● WORK TO COMPLETE: The result should be every line in the data below that carries the string "ClientData".

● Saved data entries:
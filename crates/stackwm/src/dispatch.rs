use std::mem;

use crate::config::{Action, Config, Keybind};
use crate::resize::ResizeSession;
use crate::spawn::Spawner;
use crate::state::State;
use crate::status::StatusBar;
use crate::window_system::{
    Event, Modifiers, WindowChanges, WindowId, WindowSystem, WindowSystemError, WsResult,
};

/// While a drag is in progress the dispatcher only reads motion and release
/// events; everything else waits in the window system's queue.
#[derive(Clone, Copy, Debug, PartialEq, Eq)]
pub enum Mode {
    Normal,
    Resizing(ResizeSession),
}

pub struct Dispatcher<W: WindowSystem> {
    ws: W,
    state: State,
    bindings: Vec<(Keybind, Action)>,
    resize_button: u8,
    resize_modifiers: Modifiers,
    spawner: Box<dyn Spawner>,
    status: Box<dyn StatusBar>,
    mode: Mode,
    running: bool,
}

impl<W: WindowSystem> Dispatcher<W> {
    pub fn new(
        ws: W,
        config: &Config,
        spawner: Box<dyn Spawner>,
        status: Box<dyn StatusBar>,
    ) -> Self {
        let bindings = config.keybinds.get_all_bindings();
        log::info!("Loaded {} keybindings", bindings.len());

        Self {
            ws,
            state: State::new(config),
            bindings,
            resize_button: config.mouse.resize_button,
            resize_modifiers: config.resize_modifier(),
            spawner,
            status,
            mode: Mode::Normal,
            running: true,
        }
    }

    /// Installs the key and button grabs and publishes the initial status.
    pub fn setup(&mut self) -> WsResult<()> {
        log::info!("Managing root window {:#x}", self.ws.root_window());

        for (keybind, action) in &self.bindings {
            match self.ws.grab_key(keybind.keysym, keybind.modifiers) {
                Ok(()) => log::debug!("[keys] Grabbed {:?} for {:?}", keybind, action),
                Err(WindowSystemError::UnknownKeysym(sym)) => {
                    log::warn!("[keys] No keycode for keysym {:#x}, binding disabled", sym);
                }
                Err(e) => return Err(e),
            }
        }

        self.ws
            .grab_button(self.resize_button, self.resize_modifiers)?;

        self.status.repaint(&self.state.status_snapshot());
        self.ws.flush()
    }

    /// Processes events until an `exit` action runs or the display is lost.
    pub fn run(&mut self) -> WsResult<()> {
        log::info!("Entering event loop");
        while self.running {
            self.step()?;
        }
        log::info!("Event loop finished");
        Ok(())
    }

    /// Reads and handles a single event.
    pub fn step(&mut self) -> WsResult<()> {
        match self.mode {
            Mode::Normal => {
                let event = self.ws.next_event()?;
                self.dispatch(event);
            }
            Mode::Resizing(_) => match self.ws.next_drag_event() {
                Ok(event) => self.drive_resize(event),
                Err(e) => {
                    self.exit_resize();
                    return Err(e);
                }
            },
        }

        self.ws.flush()
    }

    pub fn dispatch(&mut self, event: Event) {
        log::trace!("[event] {:?}", event);

        match event {
            Event::MapRequest { window } => {
                self.state.manage(&mut self.ws, window);
                self.repaint_status();
            }
            Event::Destroyed { window } => {
                if self.state.unmanage(&mut self.ws, window) {
                    self.repaint_status();
                }
            }
            Event::KeyPress { keysym, modifiers } => self.handle_key(keysym, modifiers),
            Event::ButtonPress {
                window,
                button,
                modifiers,
                root_x,
                root_y,
            } => {
                if button == self.resize_button && modifiers.contains(self.resize_modifiers) {
                    self.enter_resize(window, root_x, root_y);
                }
            }
            Event::ConfigureRequest { window, changes } => {
                self.handle_configure_request(window, &changes);
            }
            Event::Expose { window } => {
                if self.status.surface() == Some(window) {
                    self.repaint_status();
                }
            }
            Event::Motion { .. } | Event::ButtonRelease | Event::Unrecognized => {}
        }
    }

    fn handle_key(&mut self, keysym: u32, modifiers: Modifiers) {
        let action = self
            .bindings
            .iter()
            .find(|(kb, _)| kb.keysym == keysym && kb.modifiers == modifiers)
            .map(|(_, action)| action.clone());

        match action {
            Some(action) => self.execute_action(action),
            None => log::trace!("[keys] Unbound key {:#x} {:?}", keysym, modifiers),
        }
    }

    pub fn execute_action(&mut self, action: Action) {
        log::debug!("[action] {:?}", action);

        match action {
            Action::Exit => {
                log::info!("Exit requested");
                self.running = false;
            }
            Action::Exec { program, args } => self.spawner.spawn(&program, &args),
            Action::Kill => {
                self.state.kill_focused(&mut self.ws);
            }
            Action::Focus(direction) => {
                if self.state.cycle_focus(&mut self.ws, direction).is_some() {
                    self.repaint_status();
                }
            }
            Action::Resize { direction, amount } => {
                self.state.step_resize(&mut self.ws, direction, amount);
            }
            Action::Workspace(target) => {
                let index = self.state.workspaces.resolve(target);
                if self.state.switch_workspace(&mut self.ws, index) {
                    let snapshot = self.state.status_snapshot();
                    self.status.workspace_changed(&snapshot);
                }
            }
        }
    }

    fn handle_configure_request(&mut self, window: WindowId, changes: &WindowChanges) {
        if !changes.is_empty() {
            if let Err(e) = self.ws.configure_window(window, changes) {
                log::warn!("[window] Configure request for {:#x} failed: {}", window, e);
            }
        }
        self.state.retile(&mut self.ws);
    }

    fn enter_resize(&mut self, window: WindowId, root_x: i32, root_y: i32) {
        if !self.state.registry.contains(window) {
            log::debug!("[resize] Ignoring press on unmanaged window {:#x}", window);
            return;
        }

        let origin = match self.ws.get_geometry(window) {
            Ok(geometry) => geometry,
            Err(e) => {
                log::warn!("[resize] Cannot read geometry of {:#x}: {}", window, e);
                return;
            }
        };

        match self.ws.grab_pointer() {
            Ok(true) => {
                log::debug!("[resize] Started on {:#x} from {:?}", window, origin);
                self.mode = Mode::Resizing(ResizeSession::begin(window, root_x, root_y, origin));
            }
            Ok(false) => log::warn!("[resize] Pointer grab refused"),
            Err(e) => log::warn!("[resize] Pointer grab failed: {}", e),
        }
    }

    fn drive_resize(&mut self, event: Event) {
        match event {
            Event::Motion { root_x, root_y } => {
                let Mode::Resizing(session) = &mut self.mode else {
                    return;
                };
                let window = session.window();
                if let Some(geometry) = session.motion(root_x, root_y) {
                    self.state.apply_geometry(&mut self.ws, window, geometry);
                }
            }
            Event::ButtonRelease => self.exit_resize(),
            other => log::warn!("[resize] Unexpected event during drag: {:?}", other),
        }
    }

    fn exit_resize(&mut self) {
        if let Mode::Resizing(session) = mem::replace(&mut self.mode, Mode::Normal) {
            log::debug!(
                "[resize] Finished on {:#x} at {:?}",
                session.window(),
                session.geometry()
            );
            if let Err(e) = self.ws.ungrab_pointer() {
                log::warn!("[resize] Failed to release pointer: {}", e);
            }
        }
    }

    fn repaint_status(&mut self) {
        let snapshot = self.state.status_snapshot();
        self.status.repaint(&snapshot);
    }
}

#[cfg(test)]
impl<W: WindowSystem> Dispatcher<W> {
    pub fn state(&self) -> &State {
        &self.state
    }

    pub fn window_system(&self) -> &W {
        &self.ws
    }

    pub fn window_system_mut(&mut self) -> &mut W {
        &mut self.ws
    }

    pub fn mode(&self) -> Mode {
        self.mode
    }

    pub fn is_running(&self) -> bool {
        self.running
    }
}
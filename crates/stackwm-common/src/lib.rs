pub mod ipc;
pub mod logging;
pub mod paths;

pub use ipc::{ipc_socket_path, IpcEvent, WorkspaceInfo};
pub use logging::FileLogger;
pub use paths::{config_dir, data_dir, stackwm_config_dir, stackwm_log_dir, system_config_path};
//! # Registration Verifier
//!
//! Validates a client's attestation response against the pending challenge
//! and extracts the durable credential record.
//!
//! ## Verification order
//! 1. Consume the pending challenge (single-use, success or failure)
//! 2. Client data: ceremony type `webauthn.create`, challenge, exact origin
//! 3. Attestation object: CBOR structure, rpIdHash, user-present flag,
//!    attested credential data
//! 4. COSE public key: supported algorithm, valid key material
//!
//! All steps must pass or the call fails atomically. The verifier performs
//! no database access and knows nothing about other users' credentials;
//! uniqueness and persistence belong to the credential lifecycle layer.
//!
//! ## Security Note
//! The consumed challenge is gone even when verification fails: a client
//! cannot fix up a rejected response and retry it, it has to start a new
//! ceremony with a fresh challenge.

use crate::webauthn::attestation::AttestationObject;
use crate::webauthn::challenge::ChallengeStore;
use crate::webauthn::client_data::{CeremonyType, ClientData};
use crate::webauthn::cose::CosePublicKey;
use crate::webauthn::error::{CeremonyError, CeremonyResult};
use crate::webauthn::types::{base64url_decode, RegistrationResponse, VerifiedCredential};
use crate::webauthn::RelyingParty;

/// Verify an attestation response and extract the credential to persist.
pub fn complete_registration(
    rp: &RelyingParty,
    store: &ChallengeStore,
    identity: &str,
    response: &RegistrationResponse,
) -> CeremonyResult<VerifiedCredential> {
    // Consume first: the challenge must be burned no matter what the rest
    // of the response looks like.
    let nonce = store.take(identity)?;

    let client_data_raw = base64url_decode(&response.response.client_data_json)?;
    let client_data = ClientData::parse(&client_data_raw)?;
    client_data.verify(&nonce, &rp.origin, CeremonyType::Create)?;

    let attestation_raw = base64url_decode(&response.response.attestation_object)?;
    let attestation = AttestationObject::parse(&attestation_raw)?;

    let auth_data = &attestation.auth_data;
    auth_data.verify_rp_id(&rp.id)?;
    if !auth_data.user_present() {
        return Err(CeremonyError::AttestationInvalid(
            "user presence flag not set".into(),
        ));
    }

    let attested = auth_data.attested_credential_data.as_ref().ok_or_else(|| {
        CeremonyError::AttestationInvalid("no attested credential data in response".into())
    })?;

    // The ID the client presented must be the ID the authenticator attested.
    let presented_id = base64url_decode(&response.raw_id)?;
    if presented_id != attested.credential_id {
        return Err(CeremonyError::AttestationInvalid(
            "presented credential id does not match attested credential id".into(),
        ));
    }

    let key = CosePublicKey::parse(&attested.cose_key_bytes)?;

    Ok(VerifiedCredential {
        credential_id: attested.credential_id.clone(),
        public_key: key.to_cose_bytes()?,
        counter: auth_data.counter,
        transports: response.response.transports.clone(),
    })
}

● RESULT BELOW:
use crate::webauthn::client_data::{CeremonyType, ClientData};
    let client_data = ClientData::parse(&client_data_raw)?;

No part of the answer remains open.